Pela terceira vez, governo Lula aumenta imposto sobre painéis solares

Por: Rádio Sampaio com Conexão Política
 / Publicado em 15/11/2024

Presidente Lula - (crédito: Ed Alves/CB/DA.Press)

O governo federal decidiu elevar pela terceira vez, em menos de um ano, o Imposto de Importação sobre painéis solares. Após serem isentos na gestão do ex-presidente Jair Bolsonaro, os tributos subiram gradativamente sob o comando de Luiz Inácio Lula da Silva, passando de 6% para 9,6% e, agora, para 25%. A nova alíquota foi oficializada no Diário Oficial da União nesta quarta-feira (13).

A medida foi duramente criticada por representantes do setor de energia solar. Especialistas consideram o aumento como um ‘retrocesso’ nas políticas de transição energética do país. Isso porque, segundo a Associação Brasileira de Energia Solar Fotovoltaica (Absolar), o Brasil depende fortemente da importação desses equipamentos, já que a produção nacional é insuficiente para suprir a demanda.

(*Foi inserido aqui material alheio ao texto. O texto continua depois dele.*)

//! Wizard chrome: title, step indicators and navigation controls.

use serde::Serialize;

use crate::busy::BusyFlag;
use crate::validation::StepValidator;
use crate::{ToolCreationWizard, WizardConfig, WizardHost, WizardStep};

/// Where a step sits relative to the current one.
#[derive(Debug, Clone, Copy, PartialEq, Eq, Serialize)]
#[serde(rename_all = "snake_case")]
pub enum IndicatorState {
    /// Before the current step
    Completed,

    /// The current step
    Current,

    /// After the current step
    Upcoming,
}

/// One entry of the step bar.
#[derive(Debug, Clone, PartialEq, Eq, Serialize)]
pub struct StepIndicator {
    /// Step shown
    pub step: WizardStep,

    /// 1-based position
    pub number: usize,

    /// Display label
    pub label: &'static str,

    /// Short description
    pub description: &'static str,

    /// Position relative to the current step
    pub state: IndicatorState,

    /// Whether clicking jumps to the step
    pub clickable: bool,
}

/// A navigation button.
#[derive(Debug, Clone, PartialEq, Eq, Serialize)]
pub struct Button {
    /// Display label
    pub label: &'static str,

    /// Whether the button accepts clicks
    pub enabled: bool,
}

impl Button {
    fn new(label: &'static str, enabled: bool) -> Self {
        Self { label, enabled }
    }
}

/// Buttons shown under the current step.
#[derive(Debug, Clone, PartialEq, Eq, Serialize)]
pub struct NavControls {
    /// Always present
    pub cancel: Button,

    /// Absent on the first step
    pub previous: Option<Button>,

    /// Present on every step but the last
    pub next: Option<Button>,

    /// Present on the last step only
    pub submit: Option<Button>,
}

/// Render-time view of a wizard that does not borrow it.
///
/// Hosts take one before calling [`ToolCreationWizard::advance`],
/// [`ToolCreationWizard::generate_preview`] or [`ToolCreationWizard::submit`]
/// and render from it while the call is pending.
#[derive(Debug, Clone)]
pub struct WizardStatus {
    pub(crate) step: WizardStep,
    pub(crate) editing: bool,
    pub(crate) config: WizardConfig,
    pub(crate) generating: BusyFlag,
    pub(crate) submitting: BusyFlag,
}

impl WizardStatus {
    /// Step at snapshot time.
    pub fn step(&self) -> WizardStep {
        self.step
    }

    /// Whether an existing tool is being edited.
    pub fn is_editing(&self) -> bool {
        self.editing
    }

    /// Configuration in use.
    pub fn config(&self) -> &WizardConfig {
        &self.config
    }

    /// Whether preview generation is in flight.
    pub fn is_generating(&self) -> bool {
        self.generating.is_set()
    }

    /// Whether submit is in flight.
    pub fn is_submitting(&self) -> bool {
        self.submitting.is_set()
    }

    /// Whether submit is enabled for the host's current state.
    pub fn can_submit<H: WizardHost + ?Sized>(&self, host: &H) -> bool {
        self.step.is_last()
            && StepValidator::new(&self.config).can_submit(
                host.draft(),
                host.preview_code(),
                self.is_submitting(),
            )
    }

    /// Navigation buttons for the host's current state.
    pub fn controls<H: WizardHost + ?Sized>(&self, host: &H) -> NavControls {
        let previous = self.step.previous().map(|_| Button::new("Previous", true));
        let (next, submit) = if self.step.is_last() {
            let label = if self.is_submitting() {
                "Saving..."
            } else if self.editing {
                "Update Tool"
            } else {
                "Create Tool"
            };
            (None, Some(Button::new(label, self.can_submit(host))))
        } else {
            (Some(Button::new("Next", !self.is_generating())), None)
        };

        NavControls {
            cancel: Button::new("Cancel", true),
            previous,
            next,
            submit,
        }
    }
}

impl ToolCreationWizard {
    /// Dialog title.
    pub fn title(&self) -> &'static str {
        if self.is_editing() {
            "Edit Tool"
        } else {
            "Create New Tool"
        }
    }

    /// Progress text, e.g. `Step 2 of 5`.
    pub fn progress_label(&self) -> String {
        format!("Step {} of {}", self.current_step().index() + 1, WizardStep::COUNT)
    }

    /// The step bar.
    pub fn indicators(&self) -> Vec<StepIndicator> {
        let current = self.current_step().index();
        WizardStep::ALL
            .iter()
            .map(|&step| {
                let index = step.index();
                let state = match index.cmp(&current) {
                    std::cmp::Ordering::Less => IndicatorState::Completed,
                    std::cmp::Ordering::Equal => IndicatorState::Current,
                    std::cmp::Ordering::Greater => IndicatorState::Upcoming,
                };
                StepIndicator {
                    step,
                    number: index + 1,
                    label: step.label(),
                    description: step.description(),
                    state,
                    clickable: index <= current,
                }
            })
            .collect()
    }

    /// Navigation buttons for the host's current state.
    pub fn controls<H: WizardHost + ?Sized>(&self, host: &H) -> NavControls {
        self.status().controls(host)
    }
}

#[cfg(test)]
mod tests {
    use super::*;
    use crate::testing::StaticHost;
    use toolwiz_core::{ToolDraft, ToolType};

    #[test]
    fn test_title() {
        assert_eq!(ToolCreationWizard::new(false).title(), "Create New Tool");
        assert_eq!(ToolCreationWizard::new(true).title(), "Edit Tool");
    }

    #[test]
    fn test_indicators_when_editing() {
        let wizard = ToolCreationWizard::new(true);
        let indicators = wizard.indicators();

        assert_eq!(indicators.len(), 5);
        assert_eq!(indicators[0].state, IndicatorState::Completed);
        assert!(indicators[0].clickable);
        assert_eq!(indicators[1].state, IndicatorState::Current);
        assert_eq!(indicators[1].number, 2);
        assert_eq!(indicators[1].label, "Basic Info");
        assert!(indicators[1].clickable);
        assert!(indicators[2..].iter().all(|i| i.state == IndicatorState::Upcoming && !i.clickable));
        assert_eq!(wizard.progress_label(), "Step 2 of 5");
    }

    #[test]
    fn test_controls_on_first_step() {
        let wizard = ToolCreationWizard::new(false);
        let host = StaticHost::new(ToolDraft::new(), None);
        let controls = wizard.controls(&host);

        assert!(controls.previous.is_none());
        assert_eq!(controls.next, Some(Button::new("Next", true)));
        assert!(controls.submit.is_none());
        assert_eq!(controls.cancel.label, "Cancel");
    }

    #[tokio::test]
    async fn test_submit_button_on_review() {
        let mut wizard = ToolCreationWizard::new(true);
        let draft = ToolDraft::new().with_type(ToolType::ApiCall).with_name("Fetch");
        let mut host = StaticHost::new(draft.clone(), Some("def run(): pass"));
        while !wizard.current_step().is_last() {
            wizard.advance(&mut host).await.unwrap();
        }

        let controls = wizard.controls(&host);
        assert!(controls.next.is_none());
        assert_eq!(controls.previous, Some(Button::new("Previous", true)));
        assert_eq!(controls.submit, Some(Button::new("Update Tool", true)));

        let without_preview = StaticHost::new(draft, None);
        let controls = wizard.controls(&without_preview);
        assert_eq!(controls.submit, Some(Button::new("Update Tool", false)));
    }
}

Ronaldo Koluszuk, presidente do conselho de administração da Absolar, alega que a indústria local é responsável por apenas cerca de 5% do mercado nacional, com uma capacidade anual de produção de 1 gigawatt (GW). Em contraste, o volume de importações do Brasil em 2023 superou 17 GW.

O aumento na tarifa, de acordo com Koluszuk, vai afetar indiretamente o consumidor final, principalmente pequenas e médias empresas do setor de energia solar, que já enfrentam margens apertadas. Ele diz que o aumento pode desestimular novos investimentos, especialmente na produção de hidrogênio verde, uma área que depende fortemente de energia solar. “A decisão é um contrassenso com o discurso do governo de promover empregos verdes e a sustentabilidade”, enfatizou.

Outros críticos veem que a medida pode prejudicar o avanço de projetos sustentáveis, afastar investidores e comprometer o desenvolvimento de novas tecnologias, como o hidrogênio verde. Conforme o conselheiro da Absolar, “o aumento do imposto vai gerar desemprego e não empregos, como o governo afirma”. A falta de previsibilidade em políticas fiscais é um dos fatores que, segundo o setor, desestimula a instalação de fábricas de painéis solares no Brasil, uma vez que as usinas solares demandam investimentos de longo prazo.